In the US, in the meantime, landmark court cases were taken against Monsanto (based on the IARC’s opinion) by thousands of cancer victims, and Bayer (the new owner of Monsanto) was forced to pay billions of US dollars in damages. Evidence obtained during these court cases showed that Monsanto actively undermined the science regarding the harmful effects of glyphosate, which is widely to be found in human urine samples.

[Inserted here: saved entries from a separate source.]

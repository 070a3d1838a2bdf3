//! エージェントの移動とダメージ適用（Actor セット）

use bevy::prelude::*;

use super::{Agent, Health, MoveSpeed, MoveTarget};
use crate::events::DamageRequest;
use crate::systems::action_queue::ActionQueueConfig;

/// `MoveTarget` に向かって直線移動する
///
/// `MoveSpeed` を持たないエージェントは設定値の速度で動く。
pub fn agent_movement_system(
    time: Res<Time>,
    config: Res<ActionQueueConfig>,
    mut q_agents: Query<(&mut Transform, &mut MoveTarget, Option<&MoveSpeed>), With<Agent>>,
) {
    let dt = time.delta_secs();
    for (mut transform, mut move_target, speed) in q_agents.iter_mut() {
        let Some(target) = move_target.0 else {
            continue;
        };
        let to_target = target - transform.translation;
        let distance = to_target.length();
        let step = speed.map_or(config.move_speed, |s| s.0) * dt;

        if distance <= step {
            transform.translation = target;
            move_target.0 = None;
            trace!("AGENT_MOV: Reached {:?}", target.truncate());
        } else {
            transform.translation += to_target / distance * step;
        }
    }
}

/// 攻撃タスクからのダメージ要求を適用する
pub fn apply_damage_system(
    mut ev_damage: MessageReader<DamageRequest>,
    mut q_health: Query<&mut Health>,
) {
    for request in ev_damage.read() {
        let Ok(mut health) = q_health.get_mut(request.target) else {
            continue;
        };
        if !health.is_alive() {
            continue;
        }
        health.current = (health.current - request.amount).max(0.0);
        debug!(
            "COMBAT: {:?} hit {:?} for {:.1} (hp {:.1}/{:.1})",
            request.attacker, request.target, request.amount, health.current, health.max
        );
        if !health.is_alive() {
            info!("COMBAT: {:?} was incapacitated", request.target);
        }
    }
}
//! セーブ／ロード用のタスクパラメータ
//!
//! スケジューラ自身は何も永続化しない。各ファクトリが生成時にこのレコードを
//! 添えておき、ロード時は同じファクトリを呼び直してキューを組み立てる。

use bevy::prelude::*;
use serde::{Deserialize, Serialize};

use super::task::TaskCategory;
use crate::systems::logistics::ItemId;

/// 1行分の積み荷
#[derive(Clone, Copy, Debug, PartialEq, Eq, Serialize, Deserialize)]
pub struct CargoLine {
    pub item: ItemId,
    pub quantity: i32,
}

/// 交易ルートの1地点
///
/// この地点で積んだ `cargo` は次の地点（最後の地点なら先頭）へ運ばれる。
#[derive(Clone, Debug, PartialEq, Serialize, Deserialize)]
pub struct RouteStop {
    pub node: Entity,
    #[serde(default)]
    pub cargo: Vec<CargoLine>,
}

impl RouteStop {
    pub fn new(node: Entity) -> Self {
        Self {
            node,
            cargo: Vec::new(),
        }
    }

    pub fn carrying(mut self, item: ItemId, quantity: i32) -> Self {
        self.cargo.push(CargoLine { item, quantity });
        self
    }
}

#[derive(Clone, Debug, PartialEq, Serialize, Deserialize)]
pub struct TaskParams {
    pub category: TaskCategory,
    #[serde(default)]
    pub target: Option<Entity>,
    #[serde(default)]
    pub location: Vec3,
    #[serde(default)]
    pub hit_offset: Vec3,
    #[serde(default)]
    pub route: Vec<RouteStop>,
}

impl TaskParams {
    pub fn new(category: TaskCategory) -> Self {
        Self {
            category,
            target: None,
            location: Vec3::ZERO,
            hit_offset: Vec3::ZERO,
            route: Vec::new(),
        }
    }

    pub fn with_target(mut self, target: Entity) -> Self {
        self.target = Some(target);
        self
    }

    pub fn with_location(mut self, location: Vec3) -> Self {
        self.location = location;
        self
    }

    /// エンティティ参照を差し替える。対応先が無いものがあれば `Err` でそのエンティティを返す。
    pub fn remap(
        &self,
        mut map: impl FnMut(Entity) -> Option<Entity>,
    ) -> Result<TaskParams, Entity> {
        let mut mapped = self.clone();
        if let Some(target) = self.target {
            mapped.target = Some(map(target).ok_or(target)?);
        }
        for stop in &mut mapped.route {
            stop.node = map(stop.node).ok_or(stop.node)?;
        }
        Ok(mapped)
    }
}

/// 保存された1タスク
#[derive(Clone, Debug, PartialEq, Serialize, Deserialize)]
pub struct SavedTask {
    pub name: String,
    pub params: TaskParams,
}

/// 両キューの保存内容（並び順どおり）
#[derive(Clone, Debug, Default, PartialEq, Serialize, Deserialize)]
pub struct QueueSnapshot {
    pub real_time: Vec<SavedTask>,
    pub procedural: Vec<SavedTask>,
}
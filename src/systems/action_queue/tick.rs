//! アクションキューのティックシステム
//!
//! エージェントごとに以下の順で処理する:
//! 1. 受信したキュー操作要求を適用
//! 2. 遅延タイマーを進め、満了したコールバックを反映
//! 3. キューを配分（プロシージャル → リアルタイム）
//! 4. 変化を Message として通知

use bevy::prelude::*;
use std::collections::HashMap;

use super::config::ActionQueueConfig;
use super::context::TaskContext;
use super::scheduler::ActionQueue;
use super::status::ActionQueueStatusView;
use crate::entities::agent::world_view::{
    AgentWorldView, NodeQuery, TargetInfo, TargetSnapshot, target_state_of,
};
use crate::entities::agent::{
    AgentCapabilities, Health, Interactable, MoveTarget, TaskFactory, WorkProgress,
};
use crate::events::{
    ActionQueueChanged, ActionQueueCommand, ActionQueueRequest, DamageRequest,
    TaskCategoryChanged, TaskNameChanged,
};
use crate::systems::logistics::{
    CargoHold, CargoLogistics, CargoNode, DeferredTimers, on_timer_fired,
};

pub type AgentTickQuery<'w, 's> = Query<
    'w,
    's,
    (
        Entity,
        &'static Transform,
        &'static mut ActionQueue,
        &'static mut CargoLogistics,
        &'static mut DeferredTimers,
        &'static mut CargoHold,
        &'static mut MoveTarget,
        &'static mut WorkProgress,
        &'static AgentCapabilities,
        Option<&'static mut ActionQueueStatusView>,
    ),
>;

pub type TargetQuery<'w, 's> = Query<
    'w,
    's,
    (
        Entity,
        &'static Transform,
        Option<&'static Health>,
        Option<&'static Interactable>,
        Option<&'static CargoNode>,
    ),
>;

#[allow(clippy::too_many_arguments)]
pub fn action_queue_tick_system(
    time: Res<Time>,
    config: Res<ActionQueueConfig>,
    mut ev_requests: MessageReader<ActionQueueRequest>,
    mut ev_category: MessageWriter<TaskCategoryChanged>,
    mut ev_name: MessageWriter<TaskNameChanged>,
    mut ev_queue: MessageWriter<ActionQueueChanged>,
    mut ev_damage: MessageWriter<DamageRequest>,
    q_targets: TargetQuery,
    mut q_agents: AgentTickQuery,
    mut q_nodes: NodeQuery,
) {
    let delta = time.delta();
    let delta_secs = time.delta_secs();
    let config: &ActionQueueConfig = &config;

    let mut requests: HashMap<Entity, Vec<ActionQueueCommand>> = HashMap::new();
    for request in ev_requests.read() {
        requests
            .entry(request.agent)
            .or_default()
            .push(request.command.clone());
    }

    let mut snapshot = TargetSnapshot::default();
    for (entity, transform, health, interactable, node) in q_targets.iter() {
        snapshot.insert(
            entity,
            TargetInfo {
                position: transform.translation,
                state: target_state_of(health, interactable),
                node_kind: node.map(|n| n.kind),
            },
        );
    }

    let mut damage = Vec::new();
    for (
        agent,
        transform,
        mut queue,
        mut logistics,
        mut timers,
        mut hold,
        mut move_target,
        mut work,
        capabilities,
        view,
    ) in q_agents.iter_mut()
    {
        let mut world = AgentWorldView {
            agent,
            position: transform.translation,
            hold: &mut hold,
            move_target: &mut move_target,
            work: &mut work,
            nodes: &mut q_nodes,
            targets: &snapshot,
            config,
            damage: &mut damage,
        };
        let mut cx = TaskContext::new(agent, &mut world, &mut logistics, &mut timers, config);

        if let Some(commands) = requests.remove(&agent) {
            let factory = TaskFactory::new(*capabilities);
            for command in commands {
                apply_command(&mut queue, &mut cx, &factory, command);
            }
        }

        for callback in cx.timers.tick(delta) {
            on_timer_fired(&mut cx, callback);
        }

        let outcome = queue.tick(&mut cx, delta_secs);

        if let Some(mut view) = view {
            view.refresh(&queue, &mut cx);
        }

        for (kind, change) in queue.drain_changes() {
            ev_queue.write(ActionQueueChanged {
                agent,
                queue: kind,
                change,
            });
        }
        if let Some((previous, current)) = outcome.category_changed {
            debug!(
                "ACTION_QUEUE: {:?} category {:?} -> {:?}",
                agent, previous, current
            );
            ev_category.write(TaskCategoryChanged {
                agent,
                previous,
                current,
            });
        }
        if let Some((previous, current)) = outcome.name_changed {
            info!("ACTION_QUEUE: {:?} now '{}' (was '{}')", agent, current, previous);
            ev_name.write(TaskNameChanged {
                agent,
                previous,
                current,
            });
        }
    }

    for (agent, commands) in requests {
        warn!(
            "ACTION_QUEUE: dropped {} request(s) for {:?} (no action queue)",
            commands.len(),
            agent
        );
    }
    for request in damage {
        ev_damage.write(request);
    }
}

fn apply_command(
    action_queue: &mut ActionQueue,
    cx: &mut TaskContext<'_>,
    factory: &TaskFactory,
    command: ActionQueueCommand,
) {
    match command {
        ActionQueueCommand::Insert {
            name,
            params,
            queue,
            index,
        } => match factory.from_params(name, &params) {
            Ok(task) => {
                debug!(
                    "ACTION_QUEUE: {:?} queued '{}' ({:?}) into {:?}",
                    cx.agent,
                    task.name(),
                    task.category(),
                    queue
                );
                action_queue.insert(task, queue, index);
            }
            Err(err) => warn!("ACTION_QUEUE: {:?} rejected task: {}", cx.agent, err),
        },
        ActionQueueCommand::RemoveAll { except } => {
            action_queue.remove_all(cx, except.as_deref());
        }
        ActionQueueCommand::RemoveProceduralAt { index } => {
            action_queue.remove_procedural_at(cx, index);
        }
        ActionQueueCommand::ReorderProcedural { dragged, drop } => {
            action_queue.reorder_procedural(dragged, drop);
        }
    }
}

In December 2022, the EU permit for glyphosate will expire. Luckily I, and the landlady of my local pub, not having eaten those mushrooms, may not! It is by no means certain that the use of glyphosate will be banned in the EU, and you can bet your bottom dollar – the most appropriate currency when these giant corporations are concerned - that it will continue to be used in the vast wheatfields all over Ukraine and the USA.